§ **PROMPT**: Pull every line holding the word "instrument" out of the data and copy it.

[Records from a collection]
-.-.-
//! Stage 1: every founder proposes ideas, peers review them, the founder
//! selects and refines one.

use std::collections::BTreeSet;

use anyhow::{Context, Result, anyhow};
use minijinja::context;
use serde_json::{Value, json};
use tracing::{info, instrument};

use super::{PipelineContext, Request, StageResult, failed_ids, load_failures, load_records};
use crate::core::schema::SchemaKind;
use crate::core::types::{ParticipantId, Stage, StageOutputRecord};
use crate::io::checkpoint::Backing;
use crate::io::jsonl::write_jsonl_durable;
use crate::io::prompt::{TaskKind, json_block};
use crate::pool::{Task, run_all};
use crate::stage_exec::ParticipantTask;

const STAGE: Stage = Stage::Stage1;

/// Everything one founder produced in stage 1.
#[derive(Debug, Clone)]
struct FounderIdeas {
    ideas: Vec<Value>,
    feedback: Vec<Value>,
    selection: Value,
}

/// Run stage 1, or restore it from a verified checkpoint.
///
/// Results map each founder to its validated selection.
#[instrument(skip_all, fields(stage = %STAGE))]
pub fn run(ctx: &PipelineContext<'_>) -> Result<StageResult<Value>> {
    let founders: BTreeSet<ParticipantId> = ctx.founders().into_iter().collect();
    let stored_failures = load_failures(ctx.paths, STAGE)?;
    let expected: BTreeSet<ParticipantId> = founders
        .difference(&failed_ids(&stored_failures))
        .cloned()
        .collect();
    let backing = [Backing {
        path: &ctx.paths.selections_path,
        expected: &expected,
    }];
    if ctx.trusted(STAGE, &backing)? {
        let results = load_records(&ctx.paths.selections_path)?
            .into_iter()
            .map(|(participant, record)| (participant, record.payload))
            .collect();
        info!(founders = expected.len(), "restored stage 1 from checkpoint");
        return Ok(StageResult {
            results,
            failures: stored_failures,
            restored: true,
        });
    }

    let tasks: Vec<ParticipantTask<'_, FounderIdeas>> = ctx
        .founders()
        .into_iter()
        .map(|founder| {
            let id = founder.clone();
            ParticipantTask::new(id, move || ideate(ctx, &founder))
        })
        .collect();
    let outcome = ctx.executor(STAGE).execute(tasks, |founder, produced| {
        ctx.step_complete(
            STAGE,
            founder,
            format!("{founder} selected {}", selected_id(&produced.selection)),
            json!({"ideas": produced.ideas.len(), "feedback": produced.feedback.len()}),
        );
        Ok(())
    })?;

    let failures_file = write_jsonl_durable(&ctx.paths.failures_path(STAGE), &outcome.failures)?;
    if outcome.successes.is_empty() {
        return Err(ctx.stage_failed(STAGE, "every founder failed".to_string(), outcome.failures));
    }

    let mut ideas = Vec::new();
    let mut feedback = Vec::new();
    let mut selections = Vec::new();
    for (founder, produced) in &outcome.successes {
        ideas.extend(
            produced
                .ideas
                .iter()
                .map(|idea| StageOutputRecord::new(founder.as_str(), 0, idea.clone())),
        );
        feedback.extend(
            produced
                .feedback
                .iter()
                .map(|review| StageOutputRecord::new(founder.as_str(), 0, review.clone())),
        );
        selections.push(StageOutputRecord::new(founder.as_str(), 0, produced.selection.clone()));
    }
    let files = [
        write_jsonl_durable(&ctx.paths.ideas_path, &ideas)?,
        write_jsonl_durable(&ctx.paths.feedback_path, &feedback)?,
        write_jsonl_durable(&ctx.paths.selections_path, &selections)?,
        failures_file,
    ];
    ctx.store.record_stage_complete(STAGE, &files)?;

    Ok(StageResult {
        results: outcome
            .successes
            .into_iter()
            .map(|(founder, produced)| (founder, produced.selection))
            .collect(),
        failures: outcome.failures,
        restored: false,
    })
}

fn ideate(ctx: &PipelineContext<'_>, founder: &str) -> Result<FounderIdeas> {
    let provider = ctx.provider(founder)?;
    let batch = ctx.call(
        provider,
        Request {
            stage: STAGE,
            participant: founder,
            label: "ideas",
            task: TaskKind::Ideas,
            schema: SchemaKind::IdeaBatch,
        },
        context! {
            provider => founder,
            count => ctx.config.ideas_per_provider,
            sector_focus => ctx.config.sector_focus.as_deref(),
        },
    )?;
    let ideas = match batch.get("ideas") {
        Some(Value::Array(ideas)) => ideas.clone(),
        _ => return Err(anyhow!("idea batch from {founder} has no ideas array")),
    };

    let reviewers = ctx.others(founder);
    let mut jobs: Vec<Task<'_, Value>> = Vec::new();
    for idea in &ideas {
        for reviewer in &reviewers {
            let reviewer = *reviewer;
            jobs.push(Box::new(move || {
                let label = format!("feedback:{}", reviewer.name());
                ctx.call(
                    reviewer,
                    Request {
                        stage: STAGE,
                        participant: founder,
                        label: &label,
                        task: TaskKind::Feedback,
                        schema: SchemaKind::Feedback,
                    },
                    context! { reviewer => reviewer.name(), idea => json_block(idea) },
                )
            }));
        }
    }
    let feedback = run_all(jobs, ctx.config.concurrency)
        .into_iter()
        .collect::<Result<Vec<Value>>>()
        .with_context(|| format!("collect feedback on {founder}'s ideas"))?;

    let reviewed: Vec<Value> = ideas
        .iter()
        .map(|idea| {
            let id = idea.get("idea_id").cloned().unwrap_or(Value::Null);
            let notes: Vec<&Value> = feedback.iter().filter(|f| f.get("idea_id") == Some(&id)).collect();
            json!({"idea": idea, "feedback": notes})
        })
        .collect();
    let selection = ctx.call(
        provider,
        Request {
            stage: STAGE,
            participant: founder,
            label: "select",
            task: TaskKind::Select,
            schema: SchemaKind::Selection,
        },
        context! { founder => founder, ideas => json_block(&Value::Array(reviewed)) },
    )?;

    Ok(FounderIdeas {
        ideas,
        feedback,
        selection,
    })
}

pub(crate) fn selected_id(selection: &Value) -> &str {
    selection
        .get("selected_idea_id")
        .and_then(Value::as_str)
        .unwrap_or("unknown")
}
-.-.-
§ **PROBLEM SOLUTION**:
use tracing::{info, instrument};
#[instrument(skip_all, fields(stage = %STAGE))]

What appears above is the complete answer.